TI/MTI at higher temperatures to see if the hysteresis is indeed closed or only due to the charge neutrality. It is also interesting to see if weak antilocalization will show up at higher temperatures.

Figure 4.19 Circularly polarized light effect on 6-QL 10% ternary MTI. (a) Rxx vs. B at 2 K. (b) Rxy vs. B at 2 K. (c) Rxx vs. B at 10 K. (d) Rxy vs. B at 10 K

Unlike (3+6)-10% ternary TI/MTI, circularly polarized light seems to have a negative effect on a monolayer (0+6)-10% MTI at T = 2 K. Both Rxx and |Rxy| decrease when the circularly polarized light is applied. At 10 K, though, the light seems to enhance the Rxx vs.
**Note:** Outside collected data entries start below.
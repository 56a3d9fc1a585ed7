use chrono::{DateTime, Utc};
use serde::{Deserialize, Serialize};

#[derive(Clone, Debug, PartialEq, Eq, Hash, Serialize, Deserialize)]
pub struct CustomerId(pub String);

#[derive(Clone, Debug, PartialEq, Eq, Serialize, Deserialize)]
pub struct Customer {
    pub id: CustomerId,
    pub name: String,
    pub phone: String,
    pub email: String,
    pub additional_phones: Vec<String>,
    pub total_orders: u32,
    pub created_at: DateTime<Utc>,
    pub updated_at: DateTime<Utc>,
}

/// Fields an intake is allowed to overwrite on an existing customer record.
#[derive(Clone, Debug, PartialEq, Eq, Serialize, Deserialize)]
pub struct CustomerChanges {
    pub name: String,
    pub email: String,
    pub additional_phones: Vec<String>,
}

impl Customer {
    pub fn apply_changes(&mut self, changes: CustomerChanges, now: DateTime<Utc>) {
        self.name = changes.name;
        self.email = changes.email;
        self.additional_phones = changes.additional_phones;
        self.updated_at = now;
    }

    pub fn record_order(&mut self) {
        self.total_orders = self.total_orders.saturating_add(1);
    }

    /// Splits the stored full name at the first space into (first, last).
    pub fn split_name(&self) -> (String, String) {
        match self.name.trim().split_once(' ') {
            Some((first, rest)) => (first.to_string(), rest.trim().to_string()),
            None => (self.name.trim().to_string(), String::new()),
        }
    }
}

#[cfg(test)]
mod tests {
    use chrono::Utc;

    use super::{Customer, CustomerChanges, CustomerId};

    fn customer(name: &str) -> Customer {
        let now = Utc::now();
        Customer {
            id: CustomerId("C-1".to_string()),
            name: name.to_string(),
            phone: "787-555-0101".to_string(),
            email: String::new(),
            additional_phones: Vec::new(),
            total_orders: 2,
            created_at: now,
            updated_at: now,
        }
    }

    #[test]
    fn split_name_keeps_compound_last_names_together() {
        let (first, last) = customer("Ana Maria de Jesus").split_name();
        assert_eq!(first, "Ana");
        assert_eq!(last, "Maria de Jesus");

        let (first, last) = customer("Cher").split_name();
        assert_eq!(first, "Cher");
        assert!(last.is_empty());
    }

    #[test]
    fn changes_overwrite_mutable_fields_but_not_phone() {
        let mut customer = customer("Old Name");
        customer.apply_changes(
            CustomerChanges {
                name: "New Name".to_string(),
                email: "new@example.com".to_string(),
                additional_phones: vec!["787-555-0199".to_string()],
            },
            Utc::now(),
        );
        customer.record_order();

        assert_eq!(customer.name, "New Name");
        assert_eq!(customer.phone, "787-555-0101");
        assert_eq!(customer.additional_phones.len(), 1);
        assert_eq!(customer.total_orders, 3);
    }
}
B a little.

The low-temperature decrease in Rxx under light may be attributed to light-induced excess

photo-carriers in the MTI, which were theoretically predicted to causes structural distortions that suppressed the FM coupling between neighboring Cr ions, leading to suppression in |Rxy| as observed experimentally. However, detailed studies of field sweeps at different temperatures both with and without light will be necessary to fully understand the interplay of photo-induced carrier densities and spin alignment by circularly polarized light.